PT Bank Negara Indonesia (Persero) Tbk mencatatkan penurunan laba bersih hingga 63,9% dalam sembilan bulan tahun ini. Dalam laporan keuangan bank pelat merah ini, tercatat laba bersih kuartal III-2020 hanya Rp 4,32 triliun. Penurunan laba disebabkan mitigasi atas risiko memburuknya kualitas kredit.
"Penurunan ini merupakan bagian dari upaya BNI untuk memperkuat fundamental keuangan bank dalam menghadapi ketidakpastian ekonomi di masa mendatang," kata Direktur Bisnis Konsumer BNI Corina Leyla Karnalies dalam konferensi pers secara virtual, Selasa (27/10).
Ia menjelaskan penguatan fundamental keuangan tesebut dengan melakukan pembentukan pencadangan yang lebih konservatif. Sehingga rasio kecukupan pencadangan atau coverage ratio hingga September 2020 berada pada level 206,9% lebih besar dibandingkan tahun lali 159,2%.
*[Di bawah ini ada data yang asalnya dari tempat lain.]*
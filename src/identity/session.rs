use std::sync::Arc;

use parking_lot::RwLock;
use reqwest::{StatusCode, Url};
use serde::{Deserialize, Serialize};

use crate::client::endpoints;
use crate::config::ClientConfig;
use crate::error::{ApiError, Result};

use super::principal::Principal;
use super::store::{StoredTokens, TokenStore};

/// In-memory record of the current login. An access token held here is the
/// single source of truth for "logged in".
#[derive(Debug, Clone)]
pub struct Session {
    pub access_token: String,
    pub refresh_token: Option<String>,
    /// Absent when the session was restored from the token store; the
    /// original portal persists only the token pair across reloads.
    pub principal: Option<Principal>,
}

/// Injection point for the "send the user back to the login surface" side
/// effect. Fired on explicit logout and on authorization failure, once per
/// AUTHENTICATED -> ANONYMOUS transition.
pub trait LoginNavigator: Send + Sync {
    fn to_login(&self);
}

type UserListener = Box<dyn Fn(Option<&Principal>) + Send + Sync>;

#[derive(Debug, Serialize)]
struct LoginBody<'a> {
    identifier: &'a str,
    password: &'a str,
}

#[derive(Debug, Deserialize)]
struct AuthEnvelope {
    success: bool,
    data: Option<AuthData>,
}

#[derive(Debug, Deserialize)]
#[serde(rename_all = "camelCase")]
struct AuthData {
    access_token: String,
    #[serde(default)]
    refresh_token: Option<String>,
    #[serde(default)]
    user: Option<Principal>,
}

/// Owns the session slot. Components read it (never mutate it); every
/// mutation goes through `login` / `logout` here.
pub struct SessionManager {
    base: Url,
    http: reqwest::Client,
    slot: RwLock<Option<Session>>,
    store: Arc<dyn TokenStore>,
    listeners: RwLock<Vec<UserListener>>,
    navigator: RwLock<Option<Arc<dyn LoginNavigator>>>,
}

impl SessionManager {
    /// Builds the manager and restores a persisted token pair, if any, so a
    /// restarted client resumes as AUTHENTICATED without a principal.
    pub fn new(cfg: &ClientConfig, store: Arc<dyn TokenStore>) -> Result<Arc<Self>> {
        let base = Url::parse(&cfg.base_url)
            .map_err(|e| ApiError::Config(format!("invalid base URL {}: {e}", cfg.base_url)))?;
        let http = reqwest::Client::builder()
            .timeout(cfg.timeout())
            .build()
            .map_err(|e| ApiError::Config(format!("http client: {e}")))?;

        let restored = store.load().map(|t| Session {
            access_token: t.access_token,
            refresh_token: t.refresh_token,
            principal: None,
        });
        if restored.is_some() {
            tracing::info!("session.restore base={base}");
        }

        Ok(Arc::new(Self {
            base,
            http,
            slot: RwLock::new(restored),
            store,
            listeners: RwLock::new(Vec::new()),
            navigator: RwLock::new(None),
        }))
    }

    /// Exchanges credentials for a token pair at the auth service. On any
    /// failure the session state is left untouched — no partial session.
    pub async fn login(&self, identifier: &str, secret: &str) -> Result<Session> {
        let url = self
            .base
            .join(endpoints::AUTH_LOGIN)
            .map_err(|e| ApiError::Config(format!("login URL: {e}")))?;
        let resp = self
            .http
            .post(url)
            .json(&LoginBody { identifier, password: secret })
            .send()
            .await
            .map_err(ApiError::ServiceUnavailable)?;

        let status = resp.status();
        if status.is_client_error() {
            tracing::warn!("auth.login user={identifier} status={}", status.as_u16());
            return Err(ApiError::InvalidCredentials);
        }
        if let Err(e) = resp.error_for_status_ref() {
            return Err(ApiError::ServiceUnavailable(e));
        }

        let envelope: AuthEnvelope = resp
            .json()
            .await
            .map_err(|e| ApiError::MalformedResponse(e.to_string()))?;
        let data = match envelope {
            AuthEnvelope { success: true, data: Some(d) } => d,
            _ => {
                tracing::warn!("auth.login user={identifier} status=rejected");
                return Err(ApiError::InvalidCredentials);
            }
        };

        let session = Session {
            access_token: data.access_token,
            refresh_token: data.refresh_token,
            principal: data.user,
        };
        self.install(session.clone());
        tracing::info!("auth.login user={identifier} status=ok");
        Ok(session)
    }

    /// Clears all session fields and fires the login navigation. Idempotent:
    /// a no-op when already anonymous, so concurrent authorization failures
    /// from parallel requests navigate at most once.
    pub fn logout(&self) {
        let had = self.slot.write().take();
        if had.is_none() {
            return;
        }
        self.store.clear();
        tracing::info!("session.clear");
        self.notify(None);
        let nav = self.navigator.read().clone();
        if let Some(nav) = nav {
            nav.to_login();
        }
    }

    /// Best-effort server-side invalidation, then local teardown. A failed
    /// or unreachable logout endpoint never blocks clearing the session.
    pub async fn logout_remote(&self) {
        if let Some(token) = self.current_token() {
            match self.base.join(endpoints::AUTH_LOGOUT) {
                Ok(url) => {
                    let sent = self.http.post(url).bearer_auth(&token).send().await;
                    match sent {
                        Ok(resp) if resp.status() == StatusCode::OK => {}
                        Ok(resp) => {
                            tracing::warn!("auth.logout status={}", resp.status().as_u16())
                        }
                        Err(e) => tracing::warn!("auth.logout err={e}"),
                    }
                }
                Err(e) => tracing::warn!("auth.logout err={e}"),
            }
        }
        self.logout();
    }

    /// Local state check only; cannot see server-side token expiry.
    pub fn is_logged_in(&self) -> bool {
        self.slot.read().is_some()
    }

    /// Token accessor for the request authorizer. Not for display code: keep
    /// tokens out of rendered output and log lines.
    pub fn current_token(&self) -> Option<String> {
        self.slot.read().as_ref().map(|s| s.access_token.clone())
    }

    pub fn current_user(&self) -> Option<Principal> {
        self.slot.read().as_ref().and_then(|s| s.principal.clone())
    }

    /// Registers a current-user-changed callback. Fired with the new
    /// principal on login and with `None` on teardown.
    pub fn on_user_changed(&self, listener: impl Fn(Option<&Principal>) + Send + Sync + 'static) {
        self.listeners.write().push(Box::new(listener));
    }

    pub fn set_navigator(&self, navigator: Arc<dyn LoginNavigator>) {
        *self.navigator.write() = Some(navigator);
    }

    fn install(&self, session: Session) {
        self.store
            .save(&StoredTokens::new(session.access_token.clone(), session.refresh_token.clone()));
        let principal = session.principal.clone();
        *self.slot.write() = Some(session);
        self.notify(principal.as_ref());
    }

    fn notify(&self, principal: Option<&Principal>) {
        for listener in self.listeners.read().iter() {
            listener(principal);
        }
    }
}
//!
//! kado-admin CLI binary
//! ---------------------
//! Operator tool for the Kado24 admin API: logs in against a portal backend,
//! optionally runs a single authenticated GET, and prints the JSON result.
//! Useful for poking at a gateway without the web dashboard.

use std::env;
use std::sync::Arc;

use anyhow::{bail, Context, Result};

use kado_admin::client::{endpoints, ApiClient};
use kado_admin::config::ClientConfig;
use kado_admin::identity::{FileTokenStore, MemoryTokenStore, SessionManager, TokenStore};

fn print_usage(program: &str) {
    eprintln!(
        "Usage:\n  {program} --connect <url> --user <identifier> --password <secret> [--get <endpoint>] [--token-file <path>] [--logout]\n\nFlags:\n  --connect <url>       Base URL of the portal backend / API gateway\n  --user <identifier>   Admin identifier (email or phone)\n  --password <secret>   Admin password\n  --get <endpoint>      Endpoint to GET after login (default: {pending})\n  --token-file <path>   Persist the token pair to this file (resumes the session next run)\n  --logout              Invalidate the session server-side before exiting\n  -h, --help            Show this help\n\nExamples:\n  {program} --connect http://127.0.0.1:8080 --user admin@kado24.com --password secret\n  {program} --connect http://127.0.0.1:8080 --user admin@kado24.com --password secret --get /api/admin/statistics",
        pending = endpoints::MERCHANTS_PENDING,
    );
}

#[tokio::main]
async fn main() -> Result<()> {
    let _ = tracing_subscriber::fmt()
        .with_env_filter(tracing_subscriber::EnvFilter::from_default_env())
        .try_init();

    let mut args: Vec<String> = env::args().collect();
    let program = args.remove(0);

    let mut connect_url: Option<String> = None;
    let mut user: Option<String> = None;
    let mut password: Option<String> = None;
    let mut endpoint: Option<String> = None;
    let mut token_file: Option<String> = None;
    let mut logout: bool = false;

    let mut i = 0;
    while i < args.len() {
        match args[i].as_str() {
            "--connect" => {
                if i + 1 >= args.len() { eprintln!("--connect requires a URL"); print_usage(&program); std::process::exit(2); }
                connect_url = Some(args[i + 1].clone());
                i += 2; continue;
            }
            "--user" => {
                if i + 1 >= args.len() { eprintln!("--user requires a value"); print_usage(&program); std::process::exit(2); }
                user = Some(args[i + 1].clone());
                i += 2; continue;
            }
            "--password" => {
                if i + 1 >= args.len() { eprintln!("--password requires a value"); print_usage(&program); std::process::exit(2); }
                password = Some(args[i + 1].clone());
                i += 2; continue;
            }
            "--get" => {
                if i + 1 >= args.len() { eprintln!("--get requires an endpoint"); print_usage(&program); std::process::exit(2); }
                endpoint = Some(args[i + 1].clone());
                i += 2; continue;
            }
            "--token-file" => {
                if i + 1 >= args.len() { eprintln!("--token-file requires a path"); print_usage(&program); std::process::exit(2); }
                token_file = Some(args[i + 1].clone());
                i += 2; continue;
            }
            "--logout" => { logout = true; i += 1; continue; }
            "-h" | "--help" => { print_usage(&program); return Ok(()); }
            other => {
                eprintln!("unknown flag: {other}");
                print_usage(&program);
                std::process::exit(2);
            }
        }
    }

    let Some(base_url) = connect_url else {
        print_usage(&program);
        bail!("--connect is required");
    };
    let (Some(user), Some(password)) = (user, password) else {
        print_usage(&program);
        bail!("--user and --password are required");
    };

    let cfg = ClientConfig::new(base_url);
    let store: Arc<dyn TokenStore> = match &token_file {
        Some(path) => Arc::new(FileTokenStore::new(path)),
        None => Arc::new(MemoryTokenStore::new()),
    };
    let session = SessionManager::new(&cfg, store).context("session manager")?;

    let installed = session.login(&user, &password).await.context("login")?;
    match installed.principal {
        Some(p) => println!("logged in as {}", p.display_label()),
        None => println!("logged in"),
    }

    let client = ApiClient::new(&cfg, session.clone()).context("api client")?;
    let endpoint = endpoint.unwrap_or_else(|| endpoints::MERCHANTS_PENDING.to_string());
    let result: serde_json::Value = client
        .get(&endpoint)
        .await
        .with_context(|| format!("GET {endpoint}"))?;
    println!("{}", serde_json::to_string_pretty(&result)?);

    if logout {
        session.logout_remote().await;
        println!("session ended");
    }
    Ok(())
}
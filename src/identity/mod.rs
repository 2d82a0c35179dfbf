//! Session and identity management for the admin portal client.
//! Keep the public surface thin and split implementation across sub-modules.

mod principal;
mod session;
mod store;

pub use principal::Principal;
pub use session::{LoginNavigator, Session, SessionManager};
pub use store::{FileTokenStore, MemoryTokenStore, StoredTokens, TokenStore};
//! Database migration system.
//!
//! Tracks applied migrations in a `_migrations` table and applies
//! pending ones in order, each inside its own transaction.

use rusqlite::Connection;

use super::error::DatabaseError;

/// A single migration definition.
struct Migration {
    version: u32,
    description: &'static str,
    sql: &'static str,
}

/// All migrations in order. Each is applied at most once.
const MIGRATIONS: &[Migration] = &[
    Migration {
        version: 1,
        description: "create_tenants_table",
        sql: include_str!("sql/001_create_tenants.sql"),
    },
    Migration {
        version: 2,
        description: "create_jobs_table",
        sql: include_str!("sql/002_create_jobs.sql"),
    },
    Migration {
        version: 3,
        description: "create_job_errors_table",
        sql: include_str!("sql/003_create_job_errors.sql"),
    },
];

/// Runs all pending migrations on the given connection.
pub fn run_all(conn: &Connection) -> Result<(), DatabaseError> {
    conn.execute_batch(
        "CREATE TABLE IF NOT EXISTS _migrations (
            version INTEGER PRIMARY KEY,
            description TEXT NOT NULL,
            applied_at TEXT NOT NULL DEFAULT (datetime('now'))
        );",
    )?;

    let current_version: u32 = conn.query_row(
        "SELECT COALESCE(MAX(version), 0) FROM _migrations",
        [],
        |r| r.get(0),
    )?;

    for migration in MIGRATIONS {
        if migration.version <= current_version {
            continue;
        }

        log::info!(
            "Running migration v{}: {}",
            migration.version,
            migration.description
        );

        let batch = format!(
            "BEGIN;\n{}\nINSERT INTO _migrations (version, description) VALUES ({}, '{}');\nCOMMIT;",
            migration.sql, migration.version, migration.description
        );

        if let Err(e) = conn.execute_batch(&batch) {
            // Leave the connection usable for the caller's error handling.
            let _ = conn.execute_batch("ROLLBACK;");
            return Err(DatabaseError::Migration {
                version: migration.version,
                reason: e.to_string(),
            });
        }
    }

    Ok(())
}
use std::path::PathBuf;
use thiserror::Error;

use crate::jobs::{ErrorCode, JobStatus};

#[derive(Error, Debug)]
pub enum LoadfileError {
    #[error("Configuration error: {0}")]
    Config(#[from] ConfigError),

    #[error("Storage error: {0}")]
    Storage(#[from] StorageError),

    #[error("Ledger error: {0}")]
    Ledger(#[from] LedgerError),

    #[error("Upload rejected: {0}")]
    Upload(#[from] UploadError),

    #[error("Worker error: {0}")]
    Worker(#[from] WorkerError),

    #[error("Database error: {0}")]
    Database(#[from] crate::db::DatabaseError),

    #[error("Logging error: {0}")]
    Logging(#[from] crate::logging::LoggingError),
}

#[derive(Error, Debug)]
pub enum ConfigError {
    #[error("Failed to read config file '{path}': {source}")]
    ReadFile {
        path: PathBuf,
        #[source]
        source: std::io::Error,
    },

    #[error("Failed to parse config JSON: {0}")]
    ParseJson(#[from] serde_json::Error),

    #[error("Config validation failed: {message}")]
    Validation { message: String },

    #[error("Schema validation failed: {errors}")]
    SchemaValidation { errors: String },
}

#[derive(Error, Debug)]
pub enum StorageError {
    #[error("Failed to create directory '{path}': {source}")]
    CreateDirectory {
        path: PathBuf,
        #[source]
        source: std::io::Error,
    },

    #[error("Failed to write file '{path}': {source}")]
    WriteFile {
        path: PathBuf,
        #[source]
        source: std::io::Error,
    },

    #[error("Failed to open blob '{path}': {source}")]
    OpenBlob {
        path: PathBuf,
        #[source]
        source: std::io::Error,
    },

    #[error("Failed to move file from '{from}' to '{to}': {source}")]
    MoveFile {
        from: PathBuf,
        to: PathBuf,
        #[source]
        source: std::io::Error,
    },

    #[error("Invalid tenant id for storage: '{0}'")]
    InvalidTenant(String),

    #[error("Unsupported file extension for '{0}'")]
    UnsupportedExtension(String),

    #[error("Digest mismatch: expected {expected}, computed {actual}")]
    DigestMismatch { expected: String, actual: String },
}

#[derive(Error, Debug)]
pub enum LedgerError {
    #[error("Database error: {0}")]
    Database(#[from] crate::db::DatabaseError),

    #[error("Job not found: {0}")]
    NotFound(String),

    #[error("Illegal transition for job {job_id}: {from} -> {to}")]
    IllegalTransition {
        job_id: String,
        from: JobStatus,
        to: JobStatus,
    },

    #[error("Job {job_id} is {status}, expected PROCESSING")]
    NotProcessing { job_id: String, status: JobStatus },

    #[error("Corrupt job row '{job_id}': {reason}")]
    CorruptRow { job_id: String, reason: String },
}

/// Client input errors surfaced synchronously by the upload operation.
/// A job is never created when one of these is returned.
#[derive(Error, Debug)]
pub enum UploadError {
    #[error("A .zip or .xml file is required")]
    MissingFilename,

    #[error("Uploaded file '{0}' is empty")]
    EmptyFile(String),

    #[error("File extension not allowed for '{0}' (expected .zip or .xml)")]
    DisallowedExtension(String),

    #[error("Unknown tenant: {0}")]
    UnknownTenant(String),

    #[error("Failed to read upload stream: {0}")]
    ReadStream(#[source] StorageError),
}

/// Failures that abort a whole job. Per-item failures are [`ItemError`]s.
#[derive(Error, Debug)]
pub enum ExtractError {
    #[error("Failed to open archive '{name}': {reason}")]
    CorruptArchive { name: String, reason: String },

    #[error("Failed to read blob '{name}': {source}")]
    ReadBlob {
        name: String,
        #[source]
        source: std::io::Error,
    },

    #[error("Failed to record item outcome: {0}")]
    Ledger(#[from] LedgerError),
}

impl ExtractError {
    pub fn code(&self) -> ErrorCode {
        match self {
            ExtractError::CorruptArchive { .. } => ErrorCode::ArchiveCorrupt,
            ExtractError::ReadBlob { .. } => ErrorCode::BlobUnreadable,
            ExtractError::Ledger(_) => ErrorCode::StorageFailure,
        }
    }
}

/// A failure local to one item. Recorded as a JobError; never aborts the job.
#[derive(Error, Debug, Clone)]
#[error("{code}: {message}")]
pub struct ItemError {
    pub code: ErrorCode,
    pub message: String,
    pub context: serde_json::Value,
}

impl ItemError {
    pub fn new(code: ErrorCode, message: impl Into<String>) -> Self {
        Self {
            code,
            message: message.into(),
            context: serde_json::Value::Null,
        }
    }

    pub fn with_context(mut self, context: serde_json::Value) -> Self {
        self.context = context;
        self
    }
}

#[derive(Error, Debug)]
pub enum WorkerError {
    #[error("Worker channel closed unexpectedly")]
    ChannelClosed,

    #[error("Job queue is full, job {0} left PENDING")]
    QueueFull(String),

    #[error("Failed to spawn worker: {0}")]
    SpawnFailed(String),
}

pub type Result<T> = std::result::Result<T, LoadfileError>;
Berdasarkan nilainya, provisi yang menggerus profitabilitas BNI itu mencapai Rp 13,97 triliun. Angka ini naik hingga 157,4% dibandingkan dengan Rp 5,43 triliun per September 2019. Padahal, sebelum dipotong provisi, laba BNI mencapai Rp 19,98 triliun, atau hanya turun 2,7% dari Rp 20,54 triliun di tahun lalu.
Peningkatan cadangan dilakukan karena kualitas kredit yang turun, seperti tercermin dalam rasio kredit seret alias non-performing loan (NPL). Pada triwulan III 2020, NPL gross BNI berada di level 3,6%. Sedangkan pada triwulan III 2019 ada di level 1,8%.
Penurunan laba bersih BNI juga disebabkan pendapatan yang sedikit turun. Tercatat, pendapatan bunga bersih hingga triwulan III 2020 turun 0,8% menjadi Rp 26,64 triliun. Namun penurunan ini dapat diimbangi dengan upaya penurunan beban bunga hingga 8,0%. Sehingga net interest margin (NIM) hingga triwulan III 2020 mencapai 4,3%.
Dari sisi pendapatan non bunga (Fee Based Income), BNI mencatatkan pertumbuhan 7,2% secara tahunan, menjadi Rp 8,71 triliun.
Dana pihak ketiga (DPK) juga tumbuh 21,4% menjadi Rp 705,1 triliun. Upaya menghimpun DPK dilakukan dengan memprioritaskan dana murah (CASA) agar dapat terus menekan beban biaya dana (cost of fund). Saat ini CASA BNI berada pada level 65,4%, dengan cost of fund 2,86% yang membaik dibandingkan tahun lalu 3,24%.
"DPK tersebut menopang penyaluran kredit BNI yang tumbuh 4,2% secara year on year, dari Rp 558,7 triliun pada triwulan III 2019, menjadi Rp 582,4 triliun pada triwulan III 2020," kata Corina.
Corina menjelaskan hingga triwulan III 2020 total kredit yang disalurkan BNI senilai Rp 582,38 triliun, mampu tumbuh hingga 4,2% dari periode sama tahun lalu. Salah satu penopang pertumbuhan kredit ini adalah sektor korporasi swasta yang naik 10,4% menjadi Rp 199,99 triliun.
Dalam menghadapi dampak pandemi Covid-19, BNI secara aktif melakukan restrukturisasi kredit terhadap debitur yang berkinerja baik, tapi bisnisnya terdampak Covid-19. Hingga akhir September 2020, BNI telah memberikan restrukturisasi kredit sebesar Rp 122,0 triliun atau 22,2% dari total pinjaman yang diberikan, kepada 170.591 debitur.
Selain itu, BNI juga mendukung upaya pemerintah dalam program Pemulihan Ekonomi Nasional (PEN) melalui optimalisasi penempatan dana dari pemerintah dalam bentuk penyaluran pinjaman modal kerja pada pelaku usaha.
Pada tahap pertama, pemerintah telah menempatkan dana sebesar Rp 5 triliun, kemudian pada 24 September 2020 kembali memberikan tambahan penempatan sebesar Rp 2,5 triliun. Hingga 20 Oktober 2020, BNI telah menyalurkan pinjaman sebesar Rp 21,1 triliun, yang mayoritas (70%) disalurkan pada segmen kecil terutama melalui program Kredit Usaha Rakyat (KUR).
BNI Menargetkan pertumbuhan kredit hingga akhir tahun ini di kisaran 2% sampai 4% dibandingkan 2019 lalu. Target kualitas kredit alias NPL ada di level 3,7% hingga 4,5%. Sementara, target net interest margin diperkirakan ada di level 3,7% hingga 4%.